Kita lihat dan rasakan sendiri, bahkan mungkin pada taraf tertentu sampai merasa bosan, bagaimana dunia digital tak hanya telah membantu kita mengatasi berbagai keterbatasan yang terjadi di masa pandemi, tetapi juga mendorong kita untuk mengajukan pertanyaan-pertanyaan tentang masa depan seni itu sendiri. Tak dapat dielakkan lagi, seni-seni yang ditampilkan di dalam ataupun di luar gedung, seperti teater, tari, dan seni rupa mendapatkan berbagai pertanyaan filosofis dari para pegiat dan pemerhatinya. Isu-isu seputar kehadiran langsung antara karya seni dan penikmatnya merupakan salah satu hal yang hangat dibicarakan. Bahkan, di tengah keyakinan sebagian pihak bahwa ketergantungan pada dunia digital akan berakhir seiring berakhirnya pandemi, dorongan-dorongan untuk mendefenisikan ulang seni pertunjukan turut menyemarakkan diskusi seni di masa pandemi ini. Tentu saja, semua diskusi itu sedang berlangsung dan masih akan terus berlangsung.

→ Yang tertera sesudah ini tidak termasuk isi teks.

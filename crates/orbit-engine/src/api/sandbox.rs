use glam::Vec2;
use crate::api::config::SandboxConfig;
use crate::api::types::SpriteId;
use crate::components::color::Color;
use crate::components::sprite::PlanetSprite;
use crate::core::collection::SpriteSet;
use crate::core::timer::DeferredRemovals;
use crate::input::queue::{InputEvent, InputQueue};
use crate::renderer::traits::Surface;
use crate::systems::interaction::{Interaction, InteractionOutcome};
use crate::systems::render::render_frame;
use crate::systems::rng::Rng;

/// The whole scene: live sprites, selection/drag state, pending removals,
/// background image and spawn randomness.
///
/// `I` is the image type of the surface the sandbox renders into.
pub struct Sandbox<I> {
    config: SandboxConfig,
    sprites: SpriteSet,
    interaction: Interaction,
    removals: DeferredRemovals,
    input: InputQueue,
    background: Option<I>,
    rng: Rng,
    next_id: u32,
}

impl<I> Sandbox<I> {
    pub fn new(config: SandboxConfig) -> Self {
        let rng = Rng::new(config.seed);
        Self {
            config,
            sprites: SpriteSet::new(),
            interaction: Interaction::new(),
            removals: DeferredRemovals::new(),
            input: InputQueue::new(),
            background: None,
            rng,
            next_id: 1,
        }
    }

    pub fn config(&self) -> &SandboxConfig {
        &self.config
    }

    pub fn sprites(&self) -> &SpriteSet {
        &self.sprites
    }

    pub fn interaction(&self) -> &Interaction {
        &self.interaction
    }

    pub fn removals(&self) -> &DeferredRemovals {
        &self.removals
    }

    /// Generate the next unique sprite ID.
    pub fn next_id(&mut self) -> SpriteId {
        let id = SpriteId(self.next_id);
        self.next_id += 1;
        id
    }

    /// Queue an event for the next [`Sandbox::tick`].
    pub fn push_input(&mut self, event: InputEvent) {
        self.input.push(event);
    }

    /// Apply `event` right away, after any events already queued so
    /// arrival order is kept.
    pub fn apply(&mut self, event: InputEvent) -> InteractionOutcome {
        self.flush_input();
        self.handle_input(event)
    }

    fn flush_input(&mut self) {
        for event in self.input.drain() {
            self.handle_input(event);
        }
    }

    /// Apply one event immediately, ignoring the queue.
    pub fn handle_input(&mut self, event: InputEvent) -> InteractionOutcome {
        let outcome = match event {
            InputEvent::PointerDown { x, y } => {
                self.interaction.on_pointer_down(Vec2::new(x, y), &self.sprites)
            }
            InputEvent::PointerMove { x, y } => {
                self.interaction.on_pointer_move(Vec2::new(x, y), &mut self.sprites)
            }
            InputEvent::PointerUp => self.interaction.on_pointer_up(),
            InputEvent::Spawn => InteractionOutcome::Spawned { id: self.spawn() },
            InputEvent::Destroy => self
                .interaction
                .on_destroy(&mut self.removals, self.config.destroy_delay),
        };

        match outcome {
            InteractionOutcome::Selected { id, offset } => {
                log::debug!("selected {} (grab offset {:.1}, {:.1})", id, offset.x, offset.y);
            }
            InteractionOutcome::DestroyScheduled { id, delay } => {
                log::info!("{} will be removed in {}s", id, delay);
            }
            InteractionOutcome::NothingSelected => {
                log::debug!("destroy ignored: nothing selected");
            }
            _ => {}
        }
        log::trace!("{:?} -> {:?}", event, self.interaction.mode());
        outcome
    }

    /// Spawn a sprite at a random position with random radius and hue.
    pub fn spawn(&mut self) -> SpriteId {
        let pos = Vec2::new(
            self.rng.range(0.0, self.config.width),
            self.rng.range(0.0, self.config.height),
        );
        let radius = self.rng.range(
            self.config.min_radius,
            self.config.min_radius + self.config.radius_range,
        );
        let color = Color::hsl(
            self.rng.range(0.0, 360.0),
            self.config.saturation,
            self.config.lightness,
        );
        self.spawn_at(pos, radius, color)
    }

    /// Spawn a sprite with explicit placement. Inputs are not validated.
    pub fn spawn_at(&mut self, pos: Vec2, radius: f32, color: Color) -> SpriteId {
        let id = self.next_id();
        let sprite = PlanetSprite::new(id, pos, radius, color, &mut self.rng).with_orbit(
            self.config.moon_radius,
            self.config.orbit_offset,
            self.config.orbit_speed,
        );
        self.sprites.add(sprite);
        log::debug!("spawned {} at ({:.1}, {:.1}) r={:.1}", id, pos.x, pos.y, radius);
        id
    }

    /// Replace the background image.
    pub fn set_background(&mut self, image: I) {
        self.background = Some(image);
    }

    pub fn clear_background(&mut self) {
        self.background = None;
    }

    pub fn background(&self) -> Option<&I> {
        self.background.as_ref()
    }

    /// Advance pending removals by `dt` seconds, then process queued input
    /// in arrival order. Returns the ids whose removal fired this tick.
    ///
    /// `dt` is time that passed before this call, so removals scheduled by
    /// the queued input start from zero and are not charged for it.
    pub fn tick(&mut self, dt: f32) -> Vec<SpriteId> {
        let due = self.removals.tick(dt);
        for &id in &due {
            match self.sprites.remove(id) {
                Some(_) => log::info!("removed {}", id),
                None => log::debug!("removal of {} found nothing to remove", id),
            }
        }

        self.flush_input();
        due
    }

    /// Draw the current state. Advances every sprite's moon.
    pub fn render<S>(&mut self, surface: &mut S)
    where
        S: Surface<Image = I> + ?Sized,
    {
        render_frame(surface, self.background.as_ref(), &mut self.sprites);
    }

    /// One full frame: timers, then queued input, then render.
    pub fn frame<S>(&mut self, dt: f32, surface: &mut S)
    where
        S: Surface<Image = I> + ?Sized,
    {
        self.tick(dt);
        self.render(surface);
    }
}

impl<I> Default for Sandbox<I> {
    fn default() -> Self {
        Self::new(SandboxConfig::default())
    }
}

Namun begitu, salah satu hal yang jelas-jelas tak bisa dikembalikan ke situasi awal pandemi adalah perihal ketidakpedulian sebagian besar dari kita pada khazanah digital. Kini, keterkaitan kita sudah terlanjur semakin dalam dengan teknologi digital. Yang dulu tidak terlalu peduli dan yang sudah lama peduli dengan dunia digital sama-sama sudah tergantung pada teknologi itu. Pertanyaan banyak seniman perihal kapan pandemi akan benar-benar berakhir tidaklah berarti bahwa kita bisa tidak terlalu mempedulikan lagi kebutuhan akan dunia digital ketika pandemi benar-benar berakhir. Mau tidak mau, dunia digital (baik sebagai bagian dari isi atau bentuk karya) akan menjadi “penghuni tetap” di dunia kesenian kita selanjutnya. Ia tidak lagi berstatus “boleh ada boleh tidak” sebagaimana yang cenderung terjadi di masa sebelum pandemi.

Dengan kata lain, gedung pertunjukan mempunyai status yang sama-sama nyata dengan panggung digital; isu perihal masyarakat pinggiran sama-sama nyatanya dengan isu seputar robot yang menggantikan kerja manusia; warisan tradisional sama-sama nyatanya dengan perangkat teknologi digital yang kita pakai sehari-hari; dan seterusnya. Jadi, kini pertanyaannya: seberapa kuatkah kita mengajukan gagasan baru ataupun menciptakan temuan-temuan baru dalam berkarya dalam kondisi kondisi seperti itu?